THE DATA:
_ _ _ _ _

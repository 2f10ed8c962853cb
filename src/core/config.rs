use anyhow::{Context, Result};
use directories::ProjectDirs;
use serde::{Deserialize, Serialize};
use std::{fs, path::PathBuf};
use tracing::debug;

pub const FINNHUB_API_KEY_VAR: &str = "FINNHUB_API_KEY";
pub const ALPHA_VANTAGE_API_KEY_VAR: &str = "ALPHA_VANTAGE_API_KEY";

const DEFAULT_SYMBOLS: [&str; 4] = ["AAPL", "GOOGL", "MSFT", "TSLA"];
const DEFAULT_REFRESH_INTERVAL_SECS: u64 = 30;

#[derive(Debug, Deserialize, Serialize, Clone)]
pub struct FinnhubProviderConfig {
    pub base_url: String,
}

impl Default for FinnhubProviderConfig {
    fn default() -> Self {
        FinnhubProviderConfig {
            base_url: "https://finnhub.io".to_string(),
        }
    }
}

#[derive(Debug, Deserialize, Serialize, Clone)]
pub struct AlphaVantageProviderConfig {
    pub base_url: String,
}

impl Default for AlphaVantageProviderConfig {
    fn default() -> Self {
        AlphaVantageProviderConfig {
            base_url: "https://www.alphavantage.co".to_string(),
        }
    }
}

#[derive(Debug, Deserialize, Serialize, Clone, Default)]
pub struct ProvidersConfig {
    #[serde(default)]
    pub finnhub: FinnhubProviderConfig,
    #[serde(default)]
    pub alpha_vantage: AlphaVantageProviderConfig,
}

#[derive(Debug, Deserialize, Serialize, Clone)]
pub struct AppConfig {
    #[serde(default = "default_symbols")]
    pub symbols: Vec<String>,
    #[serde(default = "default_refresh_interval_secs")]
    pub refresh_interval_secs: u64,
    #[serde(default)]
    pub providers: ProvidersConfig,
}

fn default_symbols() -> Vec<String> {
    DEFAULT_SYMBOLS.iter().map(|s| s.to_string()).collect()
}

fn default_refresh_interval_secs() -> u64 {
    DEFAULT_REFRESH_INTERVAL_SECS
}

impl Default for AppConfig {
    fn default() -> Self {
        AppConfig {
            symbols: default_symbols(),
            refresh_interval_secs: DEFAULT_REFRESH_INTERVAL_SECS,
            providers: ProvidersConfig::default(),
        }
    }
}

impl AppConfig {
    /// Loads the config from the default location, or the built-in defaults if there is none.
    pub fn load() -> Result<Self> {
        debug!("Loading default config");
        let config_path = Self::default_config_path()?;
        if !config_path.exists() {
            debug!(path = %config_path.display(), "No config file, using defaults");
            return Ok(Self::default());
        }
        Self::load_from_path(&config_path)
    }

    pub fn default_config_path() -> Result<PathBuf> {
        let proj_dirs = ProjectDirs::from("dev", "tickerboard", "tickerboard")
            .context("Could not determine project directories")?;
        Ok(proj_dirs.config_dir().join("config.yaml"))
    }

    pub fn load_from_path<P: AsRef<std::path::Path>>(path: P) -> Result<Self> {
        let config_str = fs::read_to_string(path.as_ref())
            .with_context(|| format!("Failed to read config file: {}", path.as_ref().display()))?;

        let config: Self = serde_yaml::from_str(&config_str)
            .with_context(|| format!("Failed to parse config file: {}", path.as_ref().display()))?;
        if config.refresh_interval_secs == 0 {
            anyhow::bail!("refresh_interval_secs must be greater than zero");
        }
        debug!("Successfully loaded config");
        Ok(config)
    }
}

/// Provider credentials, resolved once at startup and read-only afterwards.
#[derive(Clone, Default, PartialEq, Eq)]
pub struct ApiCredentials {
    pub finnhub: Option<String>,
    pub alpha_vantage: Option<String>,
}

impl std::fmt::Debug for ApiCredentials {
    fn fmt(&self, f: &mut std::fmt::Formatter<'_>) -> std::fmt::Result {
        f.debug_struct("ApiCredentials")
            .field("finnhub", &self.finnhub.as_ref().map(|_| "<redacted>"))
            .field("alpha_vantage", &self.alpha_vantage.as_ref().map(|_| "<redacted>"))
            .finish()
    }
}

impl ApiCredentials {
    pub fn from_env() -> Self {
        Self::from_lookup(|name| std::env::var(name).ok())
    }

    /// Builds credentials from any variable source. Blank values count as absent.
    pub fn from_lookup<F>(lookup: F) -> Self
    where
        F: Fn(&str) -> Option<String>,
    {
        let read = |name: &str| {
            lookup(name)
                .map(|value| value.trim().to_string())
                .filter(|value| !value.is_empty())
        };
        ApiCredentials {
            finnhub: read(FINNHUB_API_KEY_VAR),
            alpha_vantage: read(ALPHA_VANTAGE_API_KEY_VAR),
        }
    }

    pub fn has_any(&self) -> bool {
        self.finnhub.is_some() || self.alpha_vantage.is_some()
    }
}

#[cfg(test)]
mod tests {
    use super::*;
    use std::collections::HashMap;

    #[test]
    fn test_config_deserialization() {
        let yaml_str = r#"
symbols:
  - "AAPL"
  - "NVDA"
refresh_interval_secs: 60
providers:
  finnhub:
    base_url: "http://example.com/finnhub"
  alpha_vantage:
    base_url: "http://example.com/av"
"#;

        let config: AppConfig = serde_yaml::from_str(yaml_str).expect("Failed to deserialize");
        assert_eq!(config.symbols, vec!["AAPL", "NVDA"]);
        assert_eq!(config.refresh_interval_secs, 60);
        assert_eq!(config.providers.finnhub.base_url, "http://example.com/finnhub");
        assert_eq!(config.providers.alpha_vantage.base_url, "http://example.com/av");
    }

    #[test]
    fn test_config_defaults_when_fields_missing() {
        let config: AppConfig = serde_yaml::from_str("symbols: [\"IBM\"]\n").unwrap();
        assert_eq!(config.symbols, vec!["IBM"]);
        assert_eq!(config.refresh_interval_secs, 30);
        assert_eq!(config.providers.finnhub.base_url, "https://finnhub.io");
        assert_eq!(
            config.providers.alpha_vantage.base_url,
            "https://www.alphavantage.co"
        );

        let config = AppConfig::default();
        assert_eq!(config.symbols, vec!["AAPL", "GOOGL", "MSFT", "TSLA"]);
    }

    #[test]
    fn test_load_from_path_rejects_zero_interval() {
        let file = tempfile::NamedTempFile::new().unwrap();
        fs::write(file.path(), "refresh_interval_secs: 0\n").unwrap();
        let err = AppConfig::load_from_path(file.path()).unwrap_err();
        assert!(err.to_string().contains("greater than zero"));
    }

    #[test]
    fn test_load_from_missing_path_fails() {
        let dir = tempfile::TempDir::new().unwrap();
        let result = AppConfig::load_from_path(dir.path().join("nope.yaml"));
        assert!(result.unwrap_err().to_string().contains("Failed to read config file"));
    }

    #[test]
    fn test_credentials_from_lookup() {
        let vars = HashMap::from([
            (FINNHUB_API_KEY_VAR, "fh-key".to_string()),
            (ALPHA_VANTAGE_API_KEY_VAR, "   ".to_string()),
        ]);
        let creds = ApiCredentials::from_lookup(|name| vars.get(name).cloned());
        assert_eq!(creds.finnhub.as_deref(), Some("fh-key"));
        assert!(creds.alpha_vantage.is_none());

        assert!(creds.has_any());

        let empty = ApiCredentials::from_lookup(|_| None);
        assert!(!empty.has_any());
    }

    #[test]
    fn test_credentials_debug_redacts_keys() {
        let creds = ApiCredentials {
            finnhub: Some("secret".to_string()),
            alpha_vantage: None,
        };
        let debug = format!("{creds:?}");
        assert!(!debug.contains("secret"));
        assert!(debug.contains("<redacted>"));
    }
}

_ _ _ _ _

TASK STATEMENT: Give back the material in full, word for word.

RESULT OF THE EXERCISE:
repository 2f10ed8c962853cb
filename src/core/config.rs
use anyhow::{Context, Result};
use directories::ProjectDirs;
use serde::{Deserialize, Serialize};
use std::{fs, path::PathBuf};
use tracing::debug;

pub const FINNHUB_API_KEY_VAR: &str = "FINNHUB_API_KEY";
pub const ALPHA_VANTAGE_API_KEY_VAR: &str = "ALPHA_VANTAGE_API_KEY";

const DEFAULT_SYMBOLS: [&str; 4] = ["AAPL", "GOOGL", "MSFT", "TSLA"];
const DEFAULT_REFRESH_INTERVAL_SECS: u64 = 30;

#[derive(Debug, Deserialize, Serialize, Clone)]
pub struct FinnhubProviderConfig {
    pub base_url: String,
}

impl Default for FinnhubProviderConfig {
    fn default() -> Self {
        FinnhubProviderConfig {
            base_url: "https://finnhub.io".to_string(),
        }
    }
}

#[derive(Debug, Deserialize, Serialize, Clone)]
pub struct AlphaVantageProviderConfig {
    pub base_url: String,
}

impl Default for AlphaVantageProviderConfig {
    fn default() -> Self {
        AlphaVantageProviderConfig {
            base_url: "https://www.alphavantage.co".to_string(),
        }
    }
}

#[derive(Debug, Deserialize, Serialize, Clone, Default)]
pub struct ProvidersConfig {
    #[serde(default)]
    pub finnhub: FinnhubProviderConfig,
    #[serde(default)]
    pub alpha_vantage: AlphaVantageProviderConfig,
}

#[derive(Debug, Deserialize, Serialize, Clone)]
pub struct AppConfig {
    #[serde(default = "default_symbols")]
    pub symbols: Vec<String>,
    #[serde(default = "default_refresh_interval_secs")]
    pub refresh_interval_secs: u64,
    #[serde(default)]
    pub providers: ProvidersConfig,
}

fn default_symbols() -> Vec<String> {
    DEFAULT_SYMBOLS.iter().map(|s| s.to_string()).collect()
}

fn default_refresh_interval_secs() -> u64 {
    DEFAULT_REFRESH_INTERVAL_SECS
}

impl Default for AppConfig {
    fn default() -> Self {
        AppConfig {
            symbols: default_symbols(),
            refresh_interval_secs: DEFAULT_REFRESH_INTERVAL_SECS,
            providers: ProvidersConfig::default(),
        }
    }
}

impl AppConfig {
    /// Loads the config from the default location, or the built-in defaults if there is none.
    pub fn load() -> Result<Self> {
        debug!("Loading default config");
        let config_path = Self::default_config_path()?;
        if !config_path.exists() {
            debug!(path = %config_path.display(), "No config file, using defaults");
            return Ok(Self::default());
        }
        Self::load_from_path(&config_path)
    }

    pub fn default_config_path() -> Result<PathBuf> {
        let proj_dirs = ProjectDirs::from("dev", "tickerboard", "tickerboard")
            .context("Could not determine project directories")?;
        Ok(proj_dirs.config_dir().join("config.yaml"))
    }

    pub fn load_from_path<P: AsRef<std::path::Path>>(path: P) -> Result<Self> {
        let config_str = fs::read_to_string(path.as_ref())
            .with_context(|| format!("Failed to read config file: {}", path.as_ref().display()))?;

        let config: Self = serde_yaml::from_str(&config_str)
            .with_context(|| format!("Failed to parse config file: {}", path.as_ref().display()))?;
        if config.refresh_interval_secs == 0 {
            anyhow::bail!("refresh_interval_secs must be greater than zero");
        }
        debug!("Successfully loaded config");
        Ok(config)
    }
}

/// Provider credentials, resolved once at startup and read-only afterwards.
#[derive(Clone, Default, PartialEq, Eq)]
pub struct ApiCredentials {
    pub finnhub: Option<String>,
    pub alpha_vantage: Option<String>,
}

impl std::fmt::Debug for ApiCredentials {
    fn fmt(&self, f: &mut std::fmt::Formatter<'_>) -> std::fmt::Result {
        f.debug_struct("ApiCredentials")
            .field("finnhub", &self.finnhub.as_ref().map(|_| "<redacted>"))
            .field("alpha_vantage", &self.alpha_vantage.as_ref().map(|_| "<redacted>"))
            .finish()
    }
}

impl ApiCredentials {
    pub fn from_env() -> Self {
        Self::from_lookup(|name| std::env::var(name).ok())
    }

    /// Builds credentials from any variable source. Blank values count as absent.
    pub fn from_lookup<F>(lookup: F) -> Self
    where
        F: Fn(&str) -> Option<String>,
    {
        let read = |name: &str| {
            lookup(name)
                .map(|value| value.trim().to_string())
                .filter(|value| !value.is_empty())
        };
        ApiCredentials {
            finnhub: read(FINNHUB_API_KEY_VAR),
            alpha_vantage: read(ALPHA_VANTAGE_API_KEY_VAR),
        }
    }

    pub fn has_any(&self) -> bool {
        self.finnhub.is_some() || self.alpha_vantage.is_some()
    }
}

#[cfg(test)]
mod tests {
    use super::*;
    use std::collections::HashMap;

    #[test]
    fn test_config_deserialization() {
        let yaml_str = r#"
symbols:
  - "AAPL"
  - "NVDA"
refresh_interval_secs: 60
providers:
  finnhub:
    base_url: "http://example.com/finnhub"
  alpha_vantage:
    base_url: "http://example.com/av"
"#;

        let config: AppConfig = serde_yaml::from_str(yaml_str).expect("Failed to deserialize");
        assert_eq!(config.symbols, vec!["AAPL", "NVDA"]);
        assert_eq!(config.refresh_interval_secs, 60);
        assert_eq!(config.providers.finnhub.base_url, "http://example.com/finnhub");
        assert_eq!(config.providers.alpha_vantage.base_url, "http://example.com/av");
    }

    #[test]
    fn test_config_defaults_when_fields_missing() {
        let config: AppConfig = serde_yaml::from_str("symbols: [\"IBM\"]\n").unwrap();
        assert_eq!(config.symbols, vec!["IBM"]);
        assert_eq!(config.refresh_interval_secs, 30);
        assert_eq!(config.providers.finnhub.base_url, "https://finnhub.io");
        assert_eq!(
            config.providers.alpha_vantage.base_url,
            "https://www.alphavantage.co"
        );

        let config = AppConfig::default();
        assert_eq!(config.symbols, vec!["AAPL", "GOOGL", "MSFT", "TSLA"]);
    }

    #[test]
    fn test_load_from_path_rejects_zero_interval() {
        let file = tempfile::NamedTempFile::new().unwrap();
        fs::write(file.path(), "refresh_interval_secs: 0\n").unwrap();
        let err = AppConfig::load_from_path(file.path()).unwrap_err();
        assert!(err.to_string().contains("greater than zero"));
    }

    #[test]
    fn test_load_from_missing_path_fails() {
        let dir = tempfile::TempDir::new().unwrap();
        let result = AppConfig::load_from_path(dir.path().join("nope.yaml"));
        assert!(result.unwrap_err().to_string().contains("Failed to read config file"));
    }

    #[test]
    fn test_credentials_from_lookup() {
        let vars = HashMap::from([
            (FINNHUB_API_KEY_VAR, "fh-key".to_string()),
            (ALPHA_VANTAGE_API_KEY_VAR, "   ".to_string()),
        ]);
        let creds = ApiCredentials::from_lookup(|name| vars.get(name).cloned());
        assert_eq!(creds.finnhub.as_deref(), Some("fh-key"));
        assert!(creds.alpha_vantage.is_none());

        assert!(creds.has_any());

        let empty = ApiCredentials::from_lookup(|_| None);
        assert!(!empty.has_any());
    }

    #[test]
    fn test_credentials_debug_redacts_keys() {
        let creds = ApiCredentials {
            finnhub: Some("secret".to_string()),
            alpha_vantage: None,
        };
        let debug = format!("{creds:?}");
        assert!(!debug.contains("secret"));
        assert!(debug.contains("<redacted>"));
    }
}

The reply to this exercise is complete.